James and the Giant Corn Genetics: Studying the Source Code of Nature

July 11, 2011

A new version of the classical maize gene list is coming

Filed under: Uncategorized — James @ 12:39 pm

People have been studying the genetics of maize pretty much since the word “genetics” entered the english language at the beginning of the 20th century and the community is full of people, myself included, who can trace their academic lineage back through generations of maize geneticsts to the founder of the field himself R. A. Emerson himself. Each generation laboring for decades (often in the blazing sun and sucking mud of cornfields that are about as far as possible from the air conditions labs and white lab coats that the word “geneticist” usual brings to mind) to increase our community’s understanding of this crazy plant and left a legacy of hundreds of genes whose functions do not need to be inferred by BLAST searches, conserved domains or expression patterns, but have been individually studied and quantified by talents scientists through years of field work and wet-lab experimentation.

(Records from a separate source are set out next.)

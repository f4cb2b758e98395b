// Compensation analysis: CSV intake, the model call, and the derived views.
// All LLM calls go through llm_client — no direct HTTP calls here.

pub mod analyzer;
pub mod box_plot;
pub mod csv_parser;
pub mod dashboard;
pub mod export;
pub mod handlers;
pub mod prompts;
pub mod session;
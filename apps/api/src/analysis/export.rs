//! CSV export of the analyzed employee table.

use crate::models::employee::AnalyzedEmployee;

/// Download name offered for the exported report.
pub const EXPORT_FILENAME: &str = "compensation_analysis_report.csv";

/// Renders the analyzed employees as CSV, one row per employee in result order.
///
/// The header row is the bare field names; every value is double-quoted with
/// embedded quotes doubled. Returns `None` for an empty table.
///
/// The header is the fixed [`AnalyzedEmployee::FIELD_NAMES`], which is also the
/// key order every record serializes with, so it equals the first record's keys.
pub fn export_csv(employees: &[AnalyzedEmployee]) -> Option<String> {
    if employees.is_empty() {
        return None;
    }

    let header = AnalyzedEmployee::FIELD_NAMES.join(",");
    let rows = employees.iter().map(|employee| {
        employee
            .field_values()
            .iter()
            .map(|value| quote(value))
            .collect::<Vec<_>>()
            .join(",")
    });

    Some(
        std::iter::once(header)
            .chain(rows)
            .collect::<Vec<_>>()
            .join("\n"),
    )
}

fn quote(value: &str) -> String {
    format!("\"{}\"", value.replace('"', "\"\""))
}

The Classical Maize Gene list is an attempt to capture as much of that knowledge as possible and make it accessible and useful to the new generation of genomic researchers — who spend a lot more time in air conditioned comfort than our predecessors in the maize community (although I imagine I’d still get thoroughly laughed at if I showed up to work in a white labcoat).

With the announced release of a new version of the maize genome and maize gene models in august, it’s time for me to update the list again. But I need your help. If there are maize genes which have been cloned, but are missing from the current list (available here), please let me know using the “Contact Me” form at the top of this page and pass this appeal on to others you know who studies (or has studied in the past) maize.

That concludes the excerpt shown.